- [Required action]: Set down the listing below verbatim, but only from its first line through the line containing "package registry adapter".

::::

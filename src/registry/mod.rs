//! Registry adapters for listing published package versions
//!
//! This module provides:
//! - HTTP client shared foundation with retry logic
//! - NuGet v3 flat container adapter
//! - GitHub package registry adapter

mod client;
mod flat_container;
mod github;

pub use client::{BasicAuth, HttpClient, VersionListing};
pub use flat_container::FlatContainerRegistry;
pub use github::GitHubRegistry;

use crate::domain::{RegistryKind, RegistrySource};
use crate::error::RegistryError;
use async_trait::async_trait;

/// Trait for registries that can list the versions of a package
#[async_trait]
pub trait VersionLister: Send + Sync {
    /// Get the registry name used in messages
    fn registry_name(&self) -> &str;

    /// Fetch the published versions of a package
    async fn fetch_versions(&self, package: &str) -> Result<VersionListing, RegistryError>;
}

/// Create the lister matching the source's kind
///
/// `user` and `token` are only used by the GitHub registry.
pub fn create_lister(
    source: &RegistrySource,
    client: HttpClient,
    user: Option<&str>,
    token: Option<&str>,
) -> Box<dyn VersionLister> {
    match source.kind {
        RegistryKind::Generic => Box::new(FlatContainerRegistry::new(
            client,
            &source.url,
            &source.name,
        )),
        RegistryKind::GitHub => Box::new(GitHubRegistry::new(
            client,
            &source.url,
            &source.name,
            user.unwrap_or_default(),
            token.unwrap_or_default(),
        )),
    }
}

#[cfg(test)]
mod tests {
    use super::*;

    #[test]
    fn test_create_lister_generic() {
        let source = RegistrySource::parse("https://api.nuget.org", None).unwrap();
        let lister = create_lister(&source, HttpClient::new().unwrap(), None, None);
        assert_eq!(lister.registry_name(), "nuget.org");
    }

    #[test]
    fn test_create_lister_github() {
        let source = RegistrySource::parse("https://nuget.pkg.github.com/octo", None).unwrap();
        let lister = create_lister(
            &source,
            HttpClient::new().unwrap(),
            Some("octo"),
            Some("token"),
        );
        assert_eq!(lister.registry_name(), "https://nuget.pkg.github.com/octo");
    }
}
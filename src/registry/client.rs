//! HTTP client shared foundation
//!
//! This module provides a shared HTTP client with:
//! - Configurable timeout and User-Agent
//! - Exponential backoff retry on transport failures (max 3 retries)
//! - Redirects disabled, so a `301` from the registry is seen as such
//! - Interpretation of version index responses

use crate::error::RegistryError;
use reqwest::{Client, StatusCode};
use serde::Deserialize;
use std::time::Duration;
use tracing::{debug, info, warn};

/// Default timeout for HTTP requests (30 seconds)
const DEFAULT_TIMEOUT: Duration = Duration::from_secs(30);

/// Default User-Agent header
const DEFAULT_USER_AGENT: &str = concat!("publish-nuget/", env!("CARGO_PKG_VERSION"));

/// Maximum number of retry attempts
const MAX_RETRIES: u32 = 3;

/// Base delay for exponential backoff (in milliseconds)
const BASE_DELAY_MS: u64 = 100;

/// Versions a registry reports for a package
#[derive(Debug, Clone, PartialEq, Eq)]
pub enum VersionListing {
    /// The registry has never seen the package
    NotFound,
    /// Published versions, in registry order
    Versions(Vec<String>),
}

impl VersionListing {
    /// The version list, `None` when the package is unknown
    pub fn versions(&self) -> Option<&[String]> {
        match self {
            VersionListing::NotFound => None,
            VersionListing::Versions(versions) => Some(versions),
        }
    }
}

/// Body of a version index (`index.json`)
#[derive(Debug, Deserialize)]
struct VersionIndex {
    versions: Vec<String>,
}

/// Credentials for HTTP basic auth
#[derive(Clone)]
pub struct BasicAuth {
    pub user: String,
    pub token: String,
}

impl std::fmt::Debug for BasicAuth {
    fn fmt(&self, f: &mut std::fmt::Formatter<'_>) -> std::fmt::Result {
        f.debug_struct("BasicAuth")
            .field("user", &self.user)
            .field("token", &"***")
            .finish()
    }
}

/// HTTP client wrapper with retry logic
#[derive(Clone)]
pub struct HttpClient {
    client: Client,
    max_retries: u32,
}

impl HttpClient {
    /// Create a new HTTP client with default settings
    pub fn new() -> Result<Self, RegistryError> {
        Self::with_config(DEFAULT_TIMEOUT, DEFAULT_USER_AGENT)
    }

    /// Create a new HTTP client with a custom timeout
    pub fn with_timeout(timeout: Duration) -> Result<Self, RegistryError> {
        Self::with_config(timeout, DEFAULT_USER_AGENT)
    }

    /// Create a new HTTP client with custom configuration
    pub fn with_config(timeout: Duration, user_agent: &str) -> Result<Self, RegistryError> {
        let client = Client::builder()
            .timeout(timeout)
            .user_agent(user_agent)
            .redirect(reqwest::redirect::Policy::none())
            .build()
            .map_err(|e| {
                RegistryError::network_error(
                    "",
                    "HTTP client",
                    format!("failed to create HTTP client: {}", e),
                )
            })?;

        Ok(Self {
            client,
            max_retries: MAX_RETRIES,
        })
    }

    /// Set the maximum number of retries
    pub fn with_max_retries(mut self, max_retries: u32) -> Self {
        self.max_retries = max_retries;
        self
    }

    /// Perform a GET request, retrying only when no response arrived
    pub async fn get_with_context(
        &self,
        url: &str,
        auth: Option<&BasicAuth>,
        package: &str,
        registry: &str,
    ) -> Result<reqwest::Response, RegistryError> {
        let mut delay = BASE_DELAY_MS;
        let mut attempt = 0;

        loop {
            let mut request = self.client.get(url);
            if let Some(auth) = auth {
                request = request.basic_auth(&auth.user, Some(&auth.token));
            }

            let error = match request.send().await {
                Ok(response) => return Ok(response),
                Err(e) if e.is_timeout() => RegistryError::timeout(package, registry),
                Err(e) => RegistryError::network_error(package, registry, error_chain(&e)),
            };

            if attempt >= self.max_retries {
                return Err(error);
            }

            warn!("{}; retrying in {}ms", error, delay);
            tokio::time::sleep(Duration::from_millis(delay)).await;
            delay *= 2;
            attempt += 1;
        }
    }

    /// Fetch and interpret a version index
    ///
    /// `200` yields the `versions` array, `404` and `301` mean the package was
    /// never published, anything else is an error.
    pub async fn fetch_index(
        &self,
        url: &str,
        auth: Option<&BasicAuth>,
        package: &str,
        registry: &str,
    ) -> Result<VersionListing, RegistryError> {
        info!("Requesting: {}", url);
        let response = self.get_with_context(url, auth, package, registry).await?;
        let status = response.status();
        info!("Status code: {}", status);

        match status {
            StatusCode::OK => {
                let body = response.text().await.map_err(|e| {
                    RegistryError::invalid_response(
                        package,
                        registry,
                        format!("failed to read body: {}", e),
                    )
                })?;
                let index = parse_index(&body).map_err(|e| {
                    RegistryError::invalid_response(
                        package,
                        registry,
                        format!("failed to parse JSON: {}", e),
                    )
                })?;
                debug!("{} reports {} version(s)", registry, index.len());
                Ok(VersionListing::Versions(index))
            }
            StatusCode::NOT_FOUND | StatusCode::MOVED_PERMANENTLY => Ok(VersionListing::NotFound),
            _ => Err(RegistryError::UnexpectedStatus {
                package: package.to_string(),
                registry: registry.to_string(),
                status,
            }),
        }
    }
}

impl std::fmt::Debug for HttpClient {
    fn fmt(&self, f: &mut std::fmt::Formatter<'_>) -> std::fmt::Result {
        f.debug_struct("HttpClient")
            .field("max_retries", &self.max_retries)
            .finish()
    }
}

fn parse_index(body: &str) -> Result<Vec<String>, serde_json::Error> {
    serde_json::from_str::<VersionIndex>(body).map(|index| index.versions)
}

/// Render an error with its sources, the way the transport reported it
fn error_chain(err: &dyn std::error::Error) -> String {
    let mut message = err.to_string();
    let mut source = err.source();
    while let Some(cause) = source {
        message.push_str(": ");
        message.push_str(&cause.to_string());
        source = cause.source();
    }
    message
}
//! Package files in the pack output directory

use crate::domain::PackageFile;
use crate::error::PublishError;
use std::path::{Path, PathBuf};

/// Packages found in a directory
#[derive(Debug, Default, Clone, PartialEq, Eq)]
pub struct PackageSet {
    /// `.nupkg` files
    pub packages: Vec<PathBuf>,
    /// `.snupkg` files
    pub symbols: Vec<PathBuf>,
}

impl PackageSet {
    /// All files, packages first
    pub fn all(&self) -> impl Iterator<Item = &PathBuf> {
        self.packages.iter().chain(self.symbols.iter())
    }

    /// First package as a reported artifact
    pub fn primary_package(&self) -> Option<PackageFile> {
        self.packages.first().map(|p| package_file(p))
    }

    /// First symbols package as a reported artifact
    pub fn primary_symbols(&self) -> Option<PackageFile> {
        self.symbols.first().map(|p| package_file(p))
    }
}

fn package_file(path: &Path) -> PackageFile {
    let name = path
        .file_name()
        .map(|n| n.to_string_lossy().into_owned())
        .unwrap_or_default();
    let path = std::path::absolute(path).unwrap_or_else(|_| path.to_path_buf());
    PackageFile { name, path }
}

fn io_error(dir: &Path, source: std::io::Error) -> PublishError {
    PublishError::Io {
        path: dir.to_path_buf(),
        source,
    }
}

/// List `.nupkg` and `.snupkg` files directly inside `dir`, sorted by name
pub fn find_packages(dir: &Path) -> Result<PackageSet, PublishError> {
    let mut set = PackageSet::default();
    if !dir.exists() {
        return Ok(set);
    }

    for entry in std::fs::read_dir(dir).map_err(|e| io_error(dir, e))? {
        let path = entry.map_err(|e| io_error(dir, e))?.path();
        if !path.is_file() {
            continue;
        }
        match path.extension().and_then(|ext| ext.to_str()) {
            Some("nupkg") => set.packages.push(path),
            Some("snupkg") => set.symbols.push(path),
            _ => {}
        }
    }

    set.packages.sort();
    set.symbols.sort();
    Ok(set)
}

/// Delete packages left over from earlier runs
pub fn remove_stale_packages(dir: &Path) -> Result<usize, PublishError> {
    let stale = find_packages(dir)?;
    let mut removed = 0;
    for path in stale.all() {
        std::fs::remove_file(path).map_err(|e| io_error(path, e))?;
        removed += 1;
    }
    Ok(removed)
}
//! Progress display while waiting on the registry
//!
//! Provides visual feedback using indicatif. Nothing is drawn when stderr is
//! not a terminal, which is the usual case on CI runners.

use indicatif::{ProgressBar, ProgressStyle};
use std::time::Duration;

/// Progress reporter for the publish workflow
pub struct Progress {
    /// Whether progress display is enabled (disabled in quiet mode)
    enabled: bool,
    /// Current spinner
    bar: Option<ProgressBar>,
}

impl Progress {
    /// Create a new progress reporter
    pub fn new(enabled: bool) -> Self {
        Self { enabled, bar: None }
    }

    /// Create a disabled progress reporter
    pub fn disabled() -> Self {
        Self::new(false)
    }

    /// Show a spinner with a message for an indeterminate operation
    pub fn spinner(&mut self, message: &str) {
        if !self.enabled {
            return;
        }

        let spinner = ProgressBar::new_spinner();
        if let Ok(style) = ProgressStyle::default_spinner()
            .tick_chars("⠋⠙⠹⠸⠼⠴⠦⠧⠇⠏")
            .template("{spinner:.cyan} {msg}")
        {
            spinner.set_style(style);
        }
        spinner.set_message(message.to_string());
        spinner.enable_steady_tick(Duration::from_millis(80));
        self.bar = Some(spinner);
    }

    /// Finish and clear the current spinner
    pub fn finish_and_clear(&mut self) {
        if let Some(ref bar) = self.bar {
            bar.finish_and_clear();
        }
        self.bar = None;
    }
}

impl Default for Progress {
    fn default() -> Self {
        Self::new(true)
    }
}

::::

- [Exercise result]:
filename src/registry/mod.rs
//! Registry adapters for listing published package versions
//!
//! This module provides:
//! - HTTP client shared foundation with retry logic
//! - NuGet v3 flat container adapter
//! - GitHub package registry adapter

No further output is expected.